*Task instructions*: Copy out each line featuring the string "matches" from the entries beneath.

*Supplied material*:
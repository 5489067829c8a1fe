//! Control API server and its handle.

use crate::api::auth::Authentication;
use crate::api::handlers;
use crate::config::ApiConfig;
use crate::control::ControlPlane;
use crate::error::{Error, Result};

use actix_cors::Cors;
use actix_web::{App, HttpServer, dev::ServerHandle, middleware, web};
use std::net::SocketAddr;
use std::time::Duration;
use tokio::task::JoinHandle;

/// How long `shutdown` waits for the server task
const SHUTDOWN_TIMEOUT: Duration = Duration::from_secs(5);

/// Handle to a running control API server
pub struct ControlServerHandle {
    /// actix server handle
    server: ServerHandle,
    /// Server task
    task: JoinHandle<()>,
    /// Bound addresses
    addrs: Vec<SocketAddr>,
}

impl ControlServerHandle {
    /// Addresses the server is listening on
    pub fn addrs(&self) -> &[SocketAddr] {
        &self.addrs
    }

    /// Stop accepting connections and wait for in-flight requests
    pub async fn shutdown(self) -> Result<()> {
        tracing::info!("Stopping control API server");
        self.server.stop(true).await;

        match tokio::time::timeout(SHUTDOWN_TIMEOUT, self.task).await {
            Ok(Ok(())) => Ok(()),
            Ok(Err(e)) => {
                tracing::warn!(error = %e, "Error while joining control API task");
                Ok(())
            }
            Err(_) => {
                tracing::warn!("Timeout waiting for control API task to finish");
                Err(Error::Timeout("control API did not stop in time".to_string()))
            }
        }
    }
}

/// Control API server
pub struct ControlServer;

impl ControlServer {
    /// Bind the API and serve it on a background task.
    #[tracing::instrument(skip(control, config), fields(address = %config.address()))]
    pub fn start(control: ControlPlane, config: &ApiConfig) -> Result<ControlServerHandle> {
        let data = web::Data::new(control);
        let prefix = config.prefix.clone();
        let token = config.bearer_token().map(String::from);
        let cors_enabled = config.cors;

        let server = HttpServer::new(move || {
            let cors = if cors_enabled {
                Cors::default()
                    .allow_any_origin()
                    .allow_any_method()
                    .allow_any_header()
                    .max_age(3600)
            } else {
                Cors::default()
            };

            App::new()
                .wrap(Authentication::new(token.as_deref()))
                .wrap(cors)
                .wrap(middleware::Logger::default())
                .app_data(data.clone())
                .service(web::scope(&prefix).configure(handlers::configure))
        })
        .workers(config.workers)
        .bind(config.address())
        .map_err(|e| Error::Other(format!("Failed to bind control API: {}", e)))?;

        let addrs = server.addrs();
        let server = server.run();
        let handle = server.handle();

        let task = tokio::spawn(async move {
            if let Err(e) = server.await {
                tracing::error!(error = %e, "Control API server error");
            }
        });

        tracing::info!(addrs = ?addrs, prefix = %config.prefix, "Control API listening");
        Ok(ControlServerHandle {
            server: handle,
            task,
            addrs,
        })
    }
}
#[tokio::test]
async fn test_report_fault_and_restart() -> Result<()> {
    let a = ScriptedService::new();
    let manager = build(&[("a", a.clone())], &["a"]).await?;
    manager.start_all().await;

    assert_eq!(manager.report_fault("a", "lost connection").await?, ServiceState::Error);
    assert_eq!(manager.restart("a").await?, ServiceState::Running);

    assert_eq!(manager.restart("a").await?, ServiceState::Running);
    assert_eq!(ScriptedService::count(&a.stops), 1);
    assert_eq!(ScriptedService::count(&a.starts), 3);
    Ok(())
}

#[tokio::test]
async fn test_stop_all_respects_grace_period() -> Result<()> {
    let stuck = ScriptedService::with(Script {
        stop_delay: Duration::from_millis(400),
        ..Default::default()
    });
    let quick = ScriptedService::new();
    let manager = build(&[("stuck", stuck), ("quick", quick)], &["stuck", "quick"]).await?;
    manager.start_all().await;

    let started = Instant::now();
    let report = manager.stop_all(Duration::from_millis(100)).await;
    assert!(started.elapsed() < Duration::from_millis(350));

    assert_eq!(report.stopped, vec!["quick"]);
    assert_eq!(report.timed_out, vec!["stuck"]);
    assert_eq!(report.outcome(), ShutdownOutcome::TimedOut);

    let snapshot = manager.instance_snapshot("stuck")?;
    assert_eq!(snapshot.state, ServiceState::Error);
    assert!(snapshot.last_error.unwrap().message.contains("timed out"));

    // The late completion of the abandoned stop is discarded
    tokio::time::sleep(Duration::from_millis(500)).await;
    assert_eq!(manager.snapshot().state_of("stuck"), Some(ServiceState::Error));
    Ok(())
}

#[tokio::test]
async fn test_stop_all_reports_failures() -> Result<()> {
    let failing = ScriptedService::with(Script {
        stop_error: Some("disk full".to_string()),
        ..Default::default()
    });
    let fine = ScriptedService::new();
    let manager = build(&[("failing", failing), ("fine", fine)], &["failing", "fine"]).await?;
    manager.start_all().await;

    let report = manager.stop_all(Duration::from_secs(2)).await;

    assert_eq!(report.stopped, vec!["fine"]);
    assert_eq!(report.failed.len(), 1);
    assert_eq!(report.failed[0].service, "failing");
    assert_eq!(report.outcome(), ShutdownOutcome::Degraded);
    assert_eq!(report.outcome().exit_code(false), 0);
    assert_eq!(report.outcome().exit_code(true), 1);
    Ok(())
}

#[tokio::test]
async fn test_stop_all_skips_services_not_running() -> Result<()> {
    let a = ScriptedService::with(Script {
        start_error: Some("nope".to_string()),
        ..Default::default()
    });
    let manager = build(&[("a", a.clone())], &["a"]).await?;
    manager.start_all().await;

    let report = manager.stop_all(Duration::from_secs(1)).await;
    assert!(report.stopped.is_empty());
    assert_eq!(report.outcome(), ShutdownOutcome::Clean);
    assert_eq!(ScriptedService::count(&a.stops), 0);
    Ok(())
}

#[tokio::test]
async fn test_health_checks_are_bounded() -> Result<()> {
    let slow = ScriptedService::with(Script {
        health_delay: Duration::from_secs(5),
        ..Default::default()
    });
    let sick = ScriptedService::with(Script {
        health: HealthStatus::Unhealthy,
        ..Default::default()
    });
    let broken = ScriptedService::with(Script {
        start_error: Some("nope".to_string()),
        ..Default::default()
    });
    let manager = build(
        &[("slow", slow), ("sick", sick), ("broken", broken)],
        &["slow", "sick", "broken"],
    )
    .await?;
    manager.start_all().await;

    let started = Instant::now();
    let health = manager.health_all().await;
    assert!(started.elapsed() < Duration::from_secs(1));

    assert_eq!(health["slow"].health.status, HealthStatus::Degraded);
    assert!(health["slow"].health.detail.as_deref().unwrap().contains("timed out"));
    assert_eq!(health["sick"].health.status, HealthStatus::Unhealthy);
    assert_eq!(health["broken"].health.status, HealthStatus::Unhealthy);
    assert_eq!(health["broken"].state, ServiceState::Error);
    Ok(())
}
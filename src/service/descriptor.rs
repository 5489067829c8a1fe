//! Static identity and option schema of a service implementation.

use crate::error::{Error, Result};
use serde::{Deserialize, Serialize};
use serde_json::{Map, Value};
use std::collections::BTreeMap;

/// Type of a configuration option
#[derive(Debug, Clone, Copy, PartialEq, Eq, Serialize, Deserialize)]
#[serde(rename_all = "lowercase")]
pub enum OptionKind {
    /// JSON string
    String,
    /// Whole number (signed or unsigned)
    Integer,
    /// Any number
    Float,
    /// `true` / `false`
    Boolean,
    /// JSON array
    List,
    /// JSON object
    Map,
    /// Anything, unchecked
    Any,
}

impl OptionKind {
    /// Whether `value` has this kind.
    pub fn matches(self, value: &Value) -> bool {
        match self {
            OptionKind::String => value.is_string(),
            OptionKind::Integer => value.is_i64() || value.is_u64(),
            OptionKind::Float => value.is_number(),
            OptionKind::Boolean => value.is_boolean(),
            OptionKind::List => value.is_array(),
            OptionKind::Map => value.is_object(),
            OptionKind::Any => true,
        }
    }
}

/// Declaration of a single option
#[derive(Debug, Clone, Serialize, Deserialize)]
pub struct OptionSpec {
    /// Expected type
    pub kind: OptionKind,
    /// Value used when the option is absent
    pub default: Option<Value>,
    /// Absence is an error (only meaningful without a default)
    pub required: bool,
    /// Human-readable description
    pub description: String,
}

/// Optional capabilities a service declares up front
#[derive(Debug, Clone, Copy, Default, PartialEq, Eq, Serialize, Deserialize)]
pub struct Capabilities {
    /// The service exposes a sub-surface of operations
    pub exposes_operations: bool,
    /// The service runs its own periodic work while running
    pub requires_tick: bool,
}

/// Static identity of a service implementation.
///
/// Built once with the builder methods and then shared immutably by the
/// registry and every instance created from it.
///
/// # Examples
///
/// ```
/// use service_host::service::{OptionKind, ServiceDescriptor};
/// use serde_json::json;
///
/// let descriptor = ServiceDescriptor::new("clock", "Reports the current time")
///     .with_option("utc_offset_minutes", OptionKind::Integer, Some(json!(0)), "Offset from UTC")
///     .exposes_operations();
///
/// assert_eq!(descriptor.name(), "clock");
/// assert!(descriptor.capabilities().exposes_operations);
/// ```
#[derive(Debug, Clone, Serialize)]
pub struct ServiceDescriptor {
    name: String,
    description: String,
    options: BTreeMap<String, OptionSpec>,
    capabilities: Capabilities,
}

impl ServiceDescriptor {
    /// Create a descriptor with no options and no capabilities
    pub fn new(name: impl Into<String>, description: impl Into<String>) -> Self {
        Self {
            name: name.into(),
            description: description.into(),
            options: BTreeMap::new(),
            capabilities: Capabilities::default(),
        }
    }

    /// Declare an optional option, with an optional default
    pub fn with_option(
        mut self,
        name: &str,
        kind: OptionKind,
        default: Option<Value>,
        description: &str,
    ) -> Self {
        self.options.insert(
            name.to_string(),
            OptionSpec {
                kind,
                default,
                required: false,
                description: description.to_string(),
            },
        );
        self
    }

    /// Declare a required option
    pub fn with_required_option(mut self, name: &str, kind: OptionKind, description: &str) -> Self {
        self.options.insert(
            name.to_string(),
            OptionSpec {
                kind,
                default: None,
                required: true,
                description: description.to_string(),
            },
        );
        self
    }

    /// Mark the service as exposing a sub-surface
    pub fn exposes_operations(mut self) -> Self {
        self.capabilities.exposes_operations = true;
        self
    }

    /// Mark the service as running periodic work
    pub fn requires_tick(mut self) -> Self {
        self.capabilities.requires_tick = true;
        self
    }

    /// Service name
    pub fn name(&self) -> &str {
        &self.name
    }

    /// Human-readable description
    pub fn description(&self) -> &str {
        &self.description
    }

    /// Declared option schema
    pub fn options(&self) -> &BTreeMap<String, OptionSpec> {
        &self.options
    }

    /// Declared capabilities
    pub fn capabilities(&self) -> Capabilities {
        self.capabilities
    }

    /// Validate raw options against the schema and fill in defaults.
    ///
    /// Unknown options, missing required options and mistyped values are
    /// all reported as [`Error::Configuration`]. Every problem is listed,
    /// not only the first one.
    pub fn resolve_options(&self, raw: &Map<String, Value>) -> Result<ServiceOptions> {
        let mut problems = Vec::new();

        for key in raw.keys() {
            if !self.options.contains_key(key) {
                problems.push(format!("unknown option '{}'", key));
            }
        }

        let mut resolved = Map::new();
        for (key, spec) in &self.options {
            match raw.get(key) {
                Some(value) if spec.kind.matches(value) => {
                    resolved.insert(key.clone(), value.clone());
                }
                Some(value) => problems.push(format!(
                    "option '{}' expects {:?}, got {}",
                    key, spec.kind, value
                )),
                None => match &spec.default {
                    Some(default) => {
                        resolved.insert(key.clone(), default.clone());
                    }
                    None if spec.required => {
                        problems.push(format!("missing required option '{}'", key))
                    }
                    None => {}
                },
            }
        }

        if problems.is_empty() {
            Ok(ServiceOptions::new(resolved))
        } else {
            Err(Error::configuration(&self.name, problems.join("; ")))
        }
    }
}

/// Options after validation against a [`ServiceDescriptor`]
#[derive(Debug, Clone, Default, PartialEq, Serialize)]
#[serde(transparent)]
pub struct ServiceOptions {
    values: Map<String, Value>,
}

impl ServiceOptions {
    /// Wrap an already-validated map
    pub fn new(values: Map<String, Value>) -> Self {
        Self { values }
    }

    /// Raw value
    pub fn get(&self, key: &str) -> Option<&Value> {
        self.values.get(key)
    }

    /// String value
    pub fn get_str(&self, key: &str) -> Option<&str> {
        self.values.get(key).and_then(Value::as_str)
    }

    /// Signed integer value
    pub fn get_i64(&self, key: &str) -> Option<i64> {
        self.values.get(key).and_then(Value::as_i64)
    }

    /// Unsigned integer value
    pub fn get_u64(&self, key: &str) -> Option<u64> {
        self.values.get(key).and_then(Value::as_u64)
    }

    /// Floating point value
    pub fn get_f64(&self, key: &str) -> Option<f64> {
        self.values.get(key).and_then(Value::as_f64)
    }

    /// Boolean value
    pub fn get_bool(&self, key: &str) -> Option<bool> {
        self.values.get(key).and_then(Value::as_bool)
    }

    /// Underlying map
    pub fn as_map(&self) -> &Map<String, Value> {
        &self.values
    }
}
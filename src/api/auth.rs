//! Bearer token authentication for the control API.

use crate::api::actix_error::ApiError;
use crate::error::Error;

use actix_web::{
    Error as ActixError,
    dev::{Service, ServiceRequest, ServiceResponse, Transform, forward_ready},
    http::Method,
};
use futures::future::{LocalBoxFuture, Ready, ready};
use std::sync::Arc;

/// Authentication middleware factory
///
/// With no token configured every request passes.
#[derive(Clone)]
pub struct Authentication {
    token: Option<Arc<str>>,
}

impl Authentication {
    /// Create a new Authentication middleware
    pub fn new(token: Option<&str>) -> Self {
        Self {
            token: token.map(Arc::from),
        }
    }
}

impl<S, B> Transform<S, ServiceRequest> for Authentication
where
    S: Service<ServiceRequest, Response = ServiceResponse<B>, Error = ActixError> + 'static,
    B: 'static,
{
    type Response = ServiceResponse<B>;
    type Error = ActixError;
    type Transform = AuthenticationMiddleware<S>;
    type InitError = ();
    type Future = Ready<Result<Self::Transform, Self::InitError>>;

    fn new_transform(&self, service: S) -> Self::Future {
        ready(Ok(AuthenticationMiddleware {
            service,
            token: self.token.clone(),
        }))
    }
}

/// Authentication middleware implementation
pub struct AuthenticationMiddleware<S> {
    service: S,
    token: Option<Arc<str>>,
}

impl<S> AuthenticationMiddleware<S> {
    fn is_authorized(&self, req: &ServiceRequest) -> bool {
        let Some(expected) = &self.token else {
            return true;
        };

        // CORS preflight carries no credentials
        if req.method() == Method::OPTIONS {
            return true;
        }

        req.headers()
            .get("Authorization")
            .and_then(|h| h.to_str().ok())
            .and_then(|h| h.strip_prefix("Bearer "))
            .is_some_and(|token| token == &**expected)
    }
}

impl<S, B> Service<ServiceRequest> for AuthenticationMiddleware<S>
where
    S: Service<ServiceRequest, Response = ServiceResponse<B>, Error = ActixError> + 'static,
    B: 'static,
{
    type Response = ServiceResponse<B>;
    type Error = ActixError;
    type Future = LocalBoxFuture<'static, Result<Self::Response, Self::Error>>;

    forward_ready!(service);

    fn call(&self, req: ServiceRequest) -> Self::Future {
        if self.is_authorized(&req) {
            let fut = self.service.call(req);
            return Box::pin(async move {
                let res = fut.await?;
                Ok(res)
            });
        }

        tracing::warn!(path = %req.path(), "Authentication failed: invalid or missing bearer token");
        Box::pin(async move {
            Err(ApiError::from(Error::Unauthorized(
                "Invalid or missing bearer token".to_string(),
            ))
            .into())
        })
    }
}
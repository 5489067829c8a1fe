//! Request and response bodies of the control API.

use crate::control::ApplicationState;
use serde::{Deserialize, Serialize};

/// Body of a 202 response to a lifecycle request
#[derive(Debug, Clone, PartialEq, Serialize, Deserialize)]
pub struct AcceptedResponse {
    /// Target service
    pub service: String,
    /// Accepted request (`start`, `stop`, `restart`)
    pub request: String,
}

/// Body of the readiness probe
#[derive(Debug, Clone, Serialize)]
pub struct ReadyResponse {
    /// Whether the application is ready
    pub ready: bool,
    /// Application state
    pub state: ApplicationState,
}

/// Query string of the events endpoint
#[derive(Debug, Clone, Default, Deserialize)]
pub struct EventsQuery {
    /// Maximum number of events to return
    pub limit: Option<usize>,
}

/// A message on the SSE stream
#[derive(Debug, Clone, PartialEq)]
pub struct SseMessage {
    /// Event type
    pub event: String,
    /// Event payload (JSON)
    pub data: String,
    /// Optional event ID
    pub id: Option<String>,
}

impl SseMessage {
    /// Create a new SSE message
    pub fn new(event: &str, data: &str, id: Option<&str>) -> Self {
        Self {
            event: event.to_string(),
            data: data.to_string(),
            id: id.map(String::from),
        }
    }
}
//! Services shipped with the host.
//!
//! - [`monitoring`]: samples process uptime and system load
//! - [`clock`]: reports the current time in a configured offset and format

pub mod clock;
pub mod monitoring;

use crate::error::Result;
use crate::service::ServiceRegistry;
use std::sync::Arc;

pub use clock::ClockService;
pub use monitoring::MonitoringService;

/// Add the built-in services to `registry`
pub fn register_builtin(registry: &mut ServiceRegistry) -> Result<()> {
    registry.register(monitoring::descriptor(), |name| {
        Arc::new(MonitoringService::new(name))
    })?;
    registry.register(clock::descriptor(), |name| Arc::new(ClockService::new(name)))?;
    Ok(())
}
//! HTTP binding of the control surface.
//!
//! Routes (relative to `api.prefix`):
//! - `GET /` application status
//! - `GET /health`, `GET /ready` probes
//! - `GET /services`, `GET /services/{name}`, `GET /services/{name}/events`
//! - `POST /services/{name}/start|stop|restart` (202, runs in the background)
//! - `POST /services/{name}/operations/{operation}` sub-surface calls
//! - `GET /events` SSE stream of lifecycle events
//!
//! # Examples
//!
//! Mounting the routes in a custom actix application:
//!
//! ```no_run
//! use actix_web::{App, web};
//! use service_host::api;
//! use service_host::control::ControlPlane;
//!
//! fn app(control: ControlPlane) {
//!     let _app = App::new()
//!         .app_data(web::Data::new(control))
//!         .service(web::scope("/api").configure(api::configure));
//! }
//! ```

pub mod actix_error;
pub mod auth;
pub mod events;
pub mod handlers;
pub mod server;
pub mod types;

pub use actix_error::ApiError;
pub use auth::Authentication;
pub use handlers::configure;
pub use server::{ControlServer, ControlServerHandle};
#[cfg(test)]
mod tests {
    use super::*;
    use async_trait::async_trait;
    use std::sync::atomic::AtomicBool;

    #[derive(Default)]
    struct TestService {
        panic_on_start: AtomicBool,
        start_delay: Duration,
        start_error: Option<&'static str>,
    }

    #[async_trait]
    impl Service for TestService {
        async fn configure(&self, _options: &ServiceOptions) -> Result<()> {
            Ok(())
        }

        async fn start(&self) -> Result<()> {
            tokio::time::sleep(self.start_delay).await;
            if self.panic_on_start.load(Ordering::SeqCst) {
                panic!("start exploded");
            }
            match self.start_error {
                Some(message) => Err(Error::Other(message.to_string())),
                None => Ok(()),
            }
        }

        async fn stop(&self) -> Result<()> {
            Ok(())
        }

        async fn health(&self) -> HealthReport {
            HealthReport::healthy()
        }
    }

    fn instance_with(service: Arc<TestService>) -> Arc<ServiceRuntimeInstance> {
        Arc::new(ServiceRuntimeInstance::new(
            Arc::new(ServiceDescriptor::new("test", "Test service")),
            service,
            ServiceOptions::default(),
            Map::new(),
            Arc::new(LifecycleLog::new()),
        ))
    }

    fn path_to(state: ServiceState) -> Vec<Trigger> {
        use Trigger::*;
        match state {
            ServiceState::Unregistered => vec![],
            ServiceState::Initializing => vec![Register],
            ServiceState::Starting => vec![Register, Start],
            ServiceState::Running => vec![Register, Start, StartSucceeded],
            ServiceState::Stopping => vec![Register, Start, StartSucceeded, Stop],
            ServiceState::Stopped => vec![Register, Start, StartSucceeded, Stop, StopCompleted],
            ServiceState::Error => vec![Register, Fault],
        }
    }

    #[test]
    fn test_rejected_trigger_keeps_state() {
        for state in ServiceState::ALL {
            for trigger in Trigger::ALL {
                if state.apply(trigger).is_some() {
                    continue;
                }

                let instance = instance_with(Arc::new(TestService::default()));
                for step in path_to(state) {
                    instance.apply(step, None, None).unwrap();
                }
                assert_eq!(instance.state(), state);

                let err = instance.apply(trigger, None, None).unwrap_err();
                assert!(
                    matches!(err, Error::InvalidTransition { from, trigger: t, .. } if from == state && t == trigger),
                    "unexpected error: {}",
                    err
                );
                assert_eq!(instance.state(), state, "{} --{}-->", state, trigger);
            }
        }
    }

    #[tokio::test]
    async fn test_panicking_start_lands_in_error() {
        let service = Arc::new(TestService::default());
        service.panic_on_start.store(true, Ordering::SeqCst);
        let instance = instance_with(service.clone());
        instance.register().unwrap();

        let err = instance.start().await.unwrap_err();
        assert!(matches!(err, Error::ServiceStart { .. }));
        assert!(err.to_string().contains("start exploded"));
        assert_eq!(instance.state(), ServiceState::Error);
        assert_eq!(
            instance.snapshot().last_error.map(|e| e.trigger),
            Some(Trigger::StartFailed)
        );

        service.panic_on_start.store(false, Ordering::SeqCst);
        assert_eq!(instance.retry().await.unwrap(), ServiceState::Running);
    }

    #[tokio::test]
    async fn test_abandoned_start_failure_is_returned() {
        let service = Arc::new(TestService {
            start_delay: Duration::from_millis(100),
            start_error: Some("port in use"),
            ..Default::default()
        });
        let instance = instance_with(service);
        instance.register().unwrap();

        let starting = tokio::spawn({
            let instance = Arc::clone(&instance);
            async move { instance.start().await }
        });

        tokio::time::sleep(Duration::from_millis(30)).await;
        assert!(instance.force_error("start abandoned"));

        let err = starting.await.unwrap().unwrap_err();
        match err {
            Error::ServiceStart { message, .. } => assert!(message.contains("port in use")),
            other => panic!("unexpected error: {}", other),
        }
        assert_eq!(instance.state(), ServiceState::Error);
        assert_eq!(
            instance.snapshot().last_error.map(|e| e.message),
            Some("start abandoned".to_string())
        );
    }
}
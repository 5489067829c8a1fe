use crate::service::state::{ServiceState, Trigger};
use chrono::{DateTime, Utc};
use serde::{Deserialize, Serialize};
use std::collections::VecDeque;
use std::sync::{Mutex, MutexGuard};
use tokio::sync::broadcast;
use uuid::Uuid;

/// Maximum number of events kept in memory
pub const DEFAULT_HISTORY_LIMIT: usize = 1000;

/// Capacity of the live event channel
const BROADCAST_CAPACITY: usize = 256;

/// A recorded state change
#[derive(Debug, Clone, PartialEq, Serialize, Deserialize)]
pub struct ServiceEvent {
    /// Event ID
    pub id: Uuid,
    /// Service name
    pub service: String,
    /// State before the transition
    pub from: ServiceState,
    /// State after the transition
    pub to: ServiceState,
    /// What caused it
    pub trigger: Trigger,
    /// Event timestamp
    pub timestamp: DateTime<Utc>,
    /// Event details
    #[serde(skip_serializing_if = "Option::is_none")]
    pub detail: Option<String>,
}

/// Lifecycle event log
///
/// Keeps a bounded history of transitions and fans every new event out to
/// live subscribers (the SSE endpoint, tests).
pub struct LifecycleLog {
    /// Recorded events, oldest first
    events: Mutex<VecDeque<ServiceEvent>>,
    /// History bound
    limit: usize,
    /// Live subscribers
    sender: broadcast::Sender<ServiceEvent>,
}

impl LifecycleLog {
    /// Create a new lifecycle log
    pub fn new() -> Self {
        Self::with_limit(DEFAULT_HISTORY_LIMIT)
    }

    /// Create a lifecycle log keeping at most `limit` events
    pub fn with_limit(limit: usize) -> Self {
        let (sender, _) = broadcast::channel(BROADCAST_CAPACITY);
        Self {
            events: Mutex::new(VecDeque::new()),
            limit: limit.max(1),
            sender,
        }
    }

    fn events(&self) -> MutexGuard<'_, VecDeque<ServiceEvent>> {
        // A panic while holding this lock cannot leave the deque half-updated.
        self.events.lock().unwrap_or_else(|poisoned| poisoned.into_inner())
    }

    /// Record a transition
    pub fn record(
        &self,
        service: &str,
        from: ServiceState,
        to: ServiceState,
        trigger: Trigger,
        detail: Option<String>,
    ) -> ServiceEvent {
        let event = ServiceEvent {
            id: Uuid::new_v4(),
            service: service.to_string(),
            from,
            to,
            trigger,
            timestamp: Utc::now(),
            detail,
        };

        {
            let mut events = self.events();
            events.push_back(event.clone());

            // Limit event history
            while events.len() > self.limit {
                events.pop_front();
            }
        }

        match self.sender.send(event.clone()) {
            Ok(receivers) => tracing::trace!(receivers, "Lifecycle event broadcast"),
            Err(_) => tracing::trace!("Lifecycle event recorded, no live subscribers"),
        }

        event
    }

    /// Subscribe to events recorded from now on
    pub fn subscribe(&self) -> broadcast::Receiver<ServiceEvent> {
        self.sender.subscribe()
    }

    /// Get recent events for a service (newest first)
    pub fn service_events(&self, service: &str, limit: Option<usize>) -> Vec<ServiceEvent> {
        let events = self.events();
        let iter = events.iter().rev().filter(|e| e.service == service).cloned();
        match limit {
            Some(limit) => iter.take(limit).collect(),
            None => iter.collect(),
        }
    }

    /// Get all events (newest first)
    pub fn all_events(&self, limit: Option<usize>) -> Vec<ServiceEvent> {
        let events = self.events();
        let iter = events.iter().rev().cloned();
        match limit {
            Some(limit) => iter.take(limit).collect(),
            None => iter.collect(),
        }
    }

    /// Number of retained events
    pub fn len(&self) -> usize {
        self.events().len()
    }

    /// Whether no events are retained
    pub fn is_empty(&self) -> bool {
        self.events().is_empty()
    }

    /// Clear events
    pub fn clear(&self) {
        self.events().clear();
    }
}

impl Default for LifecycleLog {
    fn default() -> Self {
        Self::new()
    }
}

*Task answer*:
    pub fn matches(self, value: &Value) -> bool {
                Some(value) if spec.kind.matches(value) => {
                    matches!(err, Error::InvalidTransition { from, trigger: t, .. } if from == state && t == trigger),
        assert!(matches!(err, Error::ServiceStart { .. }));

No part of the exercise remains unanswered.